## Input for this task
☆ ☆ ☆ ☆ ☆ ☆ ☆

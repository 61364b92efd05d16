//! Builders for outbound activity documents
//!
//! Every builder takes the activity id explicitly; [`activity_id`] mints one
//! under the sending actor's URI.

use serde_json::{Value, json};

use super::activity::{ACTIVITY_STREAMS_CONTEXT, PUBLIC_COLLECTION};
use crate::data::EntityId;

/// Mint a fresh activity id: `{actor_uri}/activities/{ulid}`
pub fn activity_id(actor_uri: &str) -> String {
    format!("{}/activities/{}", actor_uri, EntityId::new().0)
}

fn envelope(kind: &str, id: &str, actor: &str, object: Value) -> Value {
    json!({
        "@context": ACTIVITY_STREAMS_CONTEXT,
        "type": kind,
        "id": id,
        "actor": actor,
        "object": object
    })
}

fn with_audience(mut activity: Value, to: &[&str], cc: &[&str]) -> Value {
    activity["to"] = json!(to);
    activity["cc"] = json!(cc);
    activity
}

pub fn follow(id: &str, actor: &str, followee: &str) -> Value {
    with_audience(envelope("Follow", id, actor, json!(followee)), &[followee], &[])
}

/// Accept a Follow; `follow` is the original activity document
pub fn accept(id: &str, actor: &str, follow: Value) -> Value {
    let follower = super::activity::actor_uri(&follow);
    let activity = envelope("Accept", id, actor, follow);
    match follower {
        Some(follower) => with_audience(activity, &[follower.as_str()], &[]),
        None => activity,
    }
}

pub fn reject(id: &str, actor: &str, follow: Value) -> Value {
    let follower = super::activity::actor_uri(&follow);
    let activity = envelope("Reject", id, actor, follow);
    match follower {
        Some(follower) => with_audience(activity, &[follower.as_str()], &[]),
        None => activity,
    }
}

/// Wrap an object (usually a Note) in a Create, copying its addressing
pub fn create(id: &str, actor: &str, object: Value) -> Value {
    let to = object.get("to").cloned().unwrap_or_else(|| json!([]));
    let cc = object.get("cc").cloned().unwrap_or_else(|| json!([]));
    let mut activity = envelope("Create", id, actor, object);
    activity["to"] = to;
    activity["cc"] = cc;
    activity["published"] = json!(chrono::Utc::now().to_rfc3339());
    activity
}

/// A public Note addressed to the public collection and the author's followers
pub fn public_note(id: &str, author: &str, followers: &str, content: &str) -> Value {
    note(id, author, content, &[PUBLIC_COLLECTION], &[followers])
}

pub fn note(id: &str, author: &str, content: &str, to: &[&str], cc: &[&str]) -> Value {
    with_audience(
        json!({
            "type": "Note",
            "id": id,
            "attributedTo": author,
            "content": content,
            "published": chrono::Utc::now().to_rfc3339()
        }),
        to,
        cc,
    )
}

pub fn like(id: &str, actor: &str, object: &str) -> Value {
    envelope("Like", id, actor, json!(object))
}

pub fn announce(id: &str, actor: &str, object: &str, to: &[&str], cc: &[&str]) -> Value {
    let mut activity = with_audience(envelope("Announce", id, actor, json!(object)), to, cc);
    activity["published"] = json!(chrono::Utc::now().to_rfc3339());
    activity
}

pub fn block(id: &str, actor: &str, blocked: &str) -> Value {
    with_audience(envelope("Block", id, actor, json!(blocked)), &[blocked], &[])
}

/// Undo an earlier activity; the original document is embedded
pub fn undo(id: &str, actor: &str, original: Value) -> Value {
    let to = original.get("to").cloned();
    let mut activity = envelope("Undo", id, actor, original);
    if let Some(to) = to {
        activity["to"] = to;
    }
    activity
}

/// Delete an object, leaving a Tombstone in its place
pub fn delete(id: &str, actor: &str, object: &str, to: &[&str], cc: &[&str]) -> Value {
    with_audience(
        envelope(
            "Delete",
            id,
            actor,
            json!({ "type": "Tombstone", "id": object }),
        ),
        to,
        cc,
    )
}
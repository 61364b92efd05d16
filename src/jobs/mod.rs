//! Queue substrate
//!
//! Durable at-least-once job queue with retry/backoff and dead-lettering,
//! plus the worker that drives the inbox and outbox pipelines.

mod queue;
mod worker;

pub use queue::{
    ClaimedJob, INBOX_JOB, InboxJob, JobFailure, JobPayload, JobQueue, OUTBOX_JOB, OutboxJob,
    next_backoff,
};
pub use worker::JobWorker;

☆ ☆ ☆ ☆ ☆ ☆ ☆

## What needs to be done
Please reproduce each entry exactly as it appears.

## Response to the exercise
repository 61364b92efd05d16
//! Builders for outbound activity documents
//!
//! Every builder takes the activity id explicitly; [`activity_id`] mints one
//! under the sending actor's URI.

use serde_json::{Value, json};

use super::activity::{ACTIVITY_STREAMS_CONTEXT, PUBLIC_COLLECTION};
use crate::data::EntityId;

/// Mint a fresh activity id: `{actor_uri}/activities/{ulid}`
pub fn activity_id(actor_uri: &str) -> String {
    format!("{}/activities/{}", actor_uri, EntityId::new().0)
}

fn envelope(kind: &str, id: &str, actor: &str, object: Value) -> Value {
    json!({
        "@context": ACTIVITY_STREAMS_CONTEXT,
        "type": kind,
        "id": id,
        "actor": actor,
        "object": object
    })
}

fn with_audience(mut activity: Value, to: &[&str], cc: &[&str]) -> Value {
    activity["to"] = json!(to);
    activity["cc"] = json!(cc);
    activity
}

pub fn follow(id: &str, actor: &str, followee: &str) -> Value {
    with_audience(envelope("Follow", id, actor, json!(followee)), &[followee], &[])
}

/// Accept a Follow; `follow` is the original activity document
pub fn accept(id: &str, actor: &str, follow: Value) -> Value {
    let follower = super::activity::actor_uri(&follow);
    let activity = envelope("Accept", id, actor, follow);
    match follower {
        Some(follower) => with_audience(activity, &[follower.as_str()], &[]),
        None => activity,
    }
}

pub fn reject(id: &str, actor: &str, follow: Value) -> Value {
    let follower = super::activity::actor_uri(&follow);
    let activity = envelope("Reject", id, actor, follow);
    match follower {
        Some(follower) => with_audience(activity, &[follower.as_str()], &[]),
        None => activity,
    }
}

/// Wrap an object (usually a Note) in a Create, copying its addressing
pub fn create(id: &str, actor: &str, object: Value) -> Value {
    let to = object.get("to").cloned().unwrap_or_else(|| json!([]));
    let cc = object.get("cc").cloned().unwrap_or_else(|| json!([]));
    let mut activity = envelope("Create", id, actor, object);
    activity["to"] = to;
    activity["cc"] = cc;
    activity["published"] = json!(chrono::Utc::now().to_rfc3339());
    activity
}

/// A public Note addressed to the public collection and the author's followers
pub fn public_note(id: &str, author: &str, followers: &str, content: &str) -> Value {
    note(id, author, content, &[PUBLIC_COLLECTION], &[followers])
}

pub fn note(id: &str, author: &str, content: &str, to: &[&str], cc: &[&str]) -> Value {
    with_audience(
        json!({
            "type": "Note",
            "id": id,
            "attributedTo": author,
            "content": content,
            "published": chrono::Utc::now().to_rfc3339()
        }),
        to,
        cc,
    )
}

pub fn like(id: &str, actor: &str, object: &str) -> Value {
    envelope("Like", id, actor, json!(object))
}

pub fn announce(id: &str, actor: &str, object: &str, to: &[&str], cc: &[&str]) -> Value {
    let mut activity = with_audience(envelope("Announce", id, actor, json!(object)), to, cc);
    activity["published"] = json!(chrono::Utc::now().to_rfc3339());
    activity
}

pub fn block(id: &str, actor: &str, blocked: &str) -> Value {
    with_audience(envelope("Block", id, actor, json!(blocked)), &[blocked], &[])
}

/// Undo an earlier activity; the original document is embedded
pub fn undo(id: &str, actor: &str, original: Value) -> Value {
    let to = original.get("to").cloned();
    let mut activity = envelope("Undo", id, actor, original);
    if let Some(to) = to {
        activity["to"] = to;
    }
    activity
}

/// Delete an object, leaving a Tombstone in its place
pub fn delete(id: &str, actor: &str, object: &str, to: &[&str], cc: &[&str]) -> Value {
    with_audience(
        envelope(
            "Delete",
            id,
            actor,
            json!({ "type": "Tombstone", "id": object }),
        ),
        to,
        cc,
    )
}
repository 61364b92efd05d16
filename src/jobs/mod.rs
//! Queue substrate
//!
//! Durable at-least-once job queue with retry/backoff and dead-lettering,
//! plus the worker that drives the inbox and outbox pipelines.

mod queue;
mod worker;

pub use queue::{
    ClaimedJob, INBOX_JOB, InboxJob, JobFailure, JobPayload, JobQueue, OUTBOX_JOB, OutboxJob,
    next_backoff,
};
pub use worker::JobWorker;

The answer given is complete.